YOUR ASSIGNMENT:
Repeat, exactly as written, the lines of the records below from the first through the line with "for the application.", but none past it.

GIVEN DATA:

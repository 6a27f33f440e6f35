// SPDX-FileCopyrightText: 2025 Semiotic AI, Inc.
//
// SPDX-License-Identifier: Apache-2.0

use anyhow::Context;
use tracing::info;

use crate::{EnsemblClient, Pipeline, RegscanConfig};

/// Main entry point for the application.
pub async fn run() -> anyhow::Result<()> {
    // Load configuration (and .env) from the environment
    let config = RegscanConfig::from_env().context("Invalid configuration")?;

    info!(
        server = %config.server_url,
        species = %config.species,
        timeout_secs = config.request_timeout.as_secs(),
        input_dir = %config.input_dir.display(),
        "Starting regscan"
    );

    let client = EnsemblClient::new(&config).context("Failed to build HTTP client")?;
    let pipeline = Pipeline::new(config, client);

    let summary = pipeline.process_all().await?;

    for failure in &summary.failed {
        tracing::error!(file = %failure.file_name, error = %failure.error, "File not processed");
    }
    if !summary.is_success() {
        anyhow::bail!("{summary}");
    }

    Ok(())
}
// SPDX-FileCopyrightText: 2025 Semiotic AI, Inc.
//
// SPDX-License-Identifier: Apache-2.0

//! Cache backends for region annotation responses
//!
//! One cache belongs to one gene list batch and maps canonical coordinate keys
//! (`"chrom:start-end"`) to the raw service response for that region.
//!
//! - [`DiskCache`]: JSON file, read fully at open, persisted with
//!   read-merge-write after every insert (default)
//! - [`MemoryCache`]: in-process only, for tests and dry runs
//!
//! # Examples
//!
//! ```rust,ignore
//! use regscan::{DiskCache, MemoryCache, RegionFetcher};
//!
//! // Persistent cache for one gene list
//! let cache = DiskCache::open("data/cached_responses/cache_genes.csv.json").await?;
//! let payload = fetcher.fetch(&coordinate, &cache).await;
//!
//! // Throwaway cache
//! let cache = MemoryCache::new();
//! let payload = fetcher.fetch(&coordinate, &cache).await;
//! ```

use async_trait::async_trait;
use serde::{Deserialize, Serialize};
use serde_json::Value;
use std::fmt;

use crate::errors::CacheError;
use crate::types::coordinate::Coordinate;

mod disk;
mod memory;

pub use disk::{cache_read, cache_write, DiskCache};
pub use memory::MemoryCache;

/// Statistics about cache use during one batch
#[derive(Debug, Clone, Default, PartialEq, Eq, Serialize, Deserialize)]
pub struct CacheStats {
    /// Number of lookups answered from the cache
    pub hits: u64,
    /// Number of lookups not found in the cache
    pub misses: u64,
    /// Number of entries added
    pub inserts: u64,
    /// Current number of entries in the cache
    pub entries: usize,
}

impl CacheStats {
    /// Calculates the cache hit rate as a percentage (0.0 to 100.0)
    pub fn hit_rate(&self) -> f64 {
        let total = self.hits + self.misses;
        if total == 0 {
            0.0
        } else {
            (self.hits as f64 / total as f64) * 100.0
        }
    }
}

impl fmt::Display for CacheStats {
    fn fmt(&self, f: &mut fmt::Formatter<'_>) -> fmt::Result {
        write!(
            f,
            "hits={}, misses={}, inserts={}, entries={}, hit_rate={:.1}%",
            self.hits,
            self.misses,
            self.inserts,
            self.entries,
            self.hit_rate()
        )
    }
}

/// Trait for region response cache backends
///
/// The fetcher receives a cache as `&dyn RegionCache`, so the backend is chosen
/// by the caller and tests can substitute an in-memory store.
///
/// Implementations use interior mutability; all methods take `&self`.
#[async_trait]
pub trait RegionCache: Send + Sync {
    /// Returns the cached payload for a region, unchanged
    async fn get(&self, coordinate: &Coordinate) -> Option<Value>;

    /// Stores a payload for a region
    ///
    /// Persistent backends write the entry to durable storage before
    /// returning. The entry stays available in memory even if that write
    /// fails.
    async fn insert(&self, coordinate: &Coordinate, payload: Value) -> Result<(), CacheError>;

    /// Returns current cache statistics
    async fn stats(&self) -> CacheStats;

    /// Returns a human-readable name for this cache backend
    fn name(&self) -> &'static str;
}
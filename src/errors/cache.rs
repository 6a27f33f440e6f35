// SPDX-FileCopyrightText: 2025 Semiotic AI, Inc.
//
// SPDX-License-Identifier: Apache-2.0

//! Error types for the region response cache.

/// Errors that can occur while reading or persisting a region cache file.
///
/// A missing cache file is not an error (it reads as an empty cache). A file
/// that exists but cannot be decoded is reported as [`CacheError::Corrupt`]
/// and must not be silently replaced, since that would discard every response
/// fetched for the batch so far.
#[derive(Debug, thiserror::Error)]
pub enum CacheError {
    /// Filesystem failure while reading, writing or renaming the cache file.
    #[error("Cache I/O error at {path}: {details}")]
    Io {
        /// Path of the cache file involved
        path: String,
        /// What was being attempted
        details: String,
        /// The underlying I/O error
        #[source]
        source: std::io::Error,
    },

    /// The cache file exists but is not a JSON object of region entries.
    #[error("Corrupt cache file {path}: {source}")]
    Corrupt {
        /// Path of the corrupt cache file
        path: String,
        /// The decode error
        #[source]
        source: serde_json::Error,
    },

    /// The in-memory entries could not be serialized.
    #[error("Failed to serialize cache entries: {0}")]
    Serialization(#[source] serde_json::Error),
}

impl CacheError {
    /// Create an `Io` error for the given path.
    pub fn io(path: impl Into<String>, details: impl Into<String>, source: std::io::Error) -> Self {
        CacheError::Io {
            path: path.into(),
            details: details.into(),
            source,
        }
    }

    /// Create a `Corrupt` error for the given path.
    pub fn corrupt(path: impl Into<String>, source: serde_json::Error) -> Self {
        CacheError::Corrupt {
            path: path.into(),
            source,
        }
    }

    /// Returns `true` if the cache file exists but could not be decoded.
    pub fn is_corrupt(&self) -> bool {
        matches!(self, CacheError::Corrupt { .. })
    }
}
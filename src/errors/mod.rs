// SPDX-FileCopyrightText: 2025 Semiotic AI, Inc.
//
// SPDX-License-Identifier: Apache-2.0

//! Error types for the regscan library.
//!
//! Errors are split by the layer that raises them:
//!
//! - [`CacheError`] - reading and persisting the per-batch region cache
//! - [`FetchError`] - remote region lookups (always contained by the fetcher)
//! - [`FlattenError`] - flattening an exported table
//! - [`InputError`] - a single malformed region value (row is skipped)
//! - [`BatchError`] - loading one gene list file
//! - [`ConfigError`] - building the run configuration
//!
//! [`RegscanError`] wraps all of them for callers that do not need to tell
//! the sources apart.
//!
//! # Example
//!
//! ```rust,ignore
//! use regscan::{FlattenError, RecordFlattener};
//!
//! match RecordFlattener::default().flatten_file("output_genes.csv", "flat_genes.csv") {
//!     Ok(()) => {}
//!     Err(FlattenError::MissingPayloadColumn { column }) => {
//!         eprintln!("table has no {column} column");
//!     }
//!     Err(e) => eprintln!("flatten failed: {e}"),
//! }
//! ```

mod cache;
mod config;
mod fetch;
mod flatten;
mod input;

pub use cache::CacheError;
pub use config::ConfigError;
pub use fetch::FetchError;
pub use flatten::FlattenError;
pub use input::{BatchError, InputError};

/// Unified error type for all regscan operations.
#[derive(Debug, thiserror::Error)]
pub enum RegscanError {
    /// Error from the region cache.
    #[error("Cache error: {0}")]
    Cache(#[from] CacheError),

    /// Error from a remote region lookup.
    #[error("Fetch error: {0}")]
    Fetch(#[from] FetchError),

    /// Error from table flattening.
    #[error("Flatten error: {0}")]
    Flatten(#[from] FlattenError),

    /// Error from a malformed input value.
    #[error("Input error: {0}")]
    Input(#[from] InputError),

    /// Error from loading a gene list batch.
    #[error("Batch error: {0}")]
    Batch(#[from] BatchError),

    /// Error from configuration.
    #[error("Configuration error: {0}")]
    Config(#[from] ConfigError),

    /// A blocking export or flatten task panicked or was cancelled.
    #[error("Background task failed: {0}")]
    Task(#[from] tokio::task::JoinError),

    /// Filesystem error outside the cache (directory setup, input listing).
    #[error("I/O error at {path}: {source}")]
    Io {
        path: String,
        #[source]
        source: std::io::Error,
    },
}

impl RegscanError {
    /// Create an I/O error for `path`
    pub fn io(path: impl AsRef<std::path::Path>, source: std::io::Error) -> Self {
        Self::Io {
            path: path.as_ref().display().to_string(),
            source,
        }
    }
}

RESPONSE BELOW:
repository 6a27f33f440e6f35
// SPDX-FileCopyrightText: 2025 Semiotic AI, Inc.
//
// SPDX-License-Identifier: Apache-2.0

use anyhow::Context;
use tracing::info;

use crate::{EnsemblClient, Pipeline, RegscanConfig};

/// Main entry point for the application.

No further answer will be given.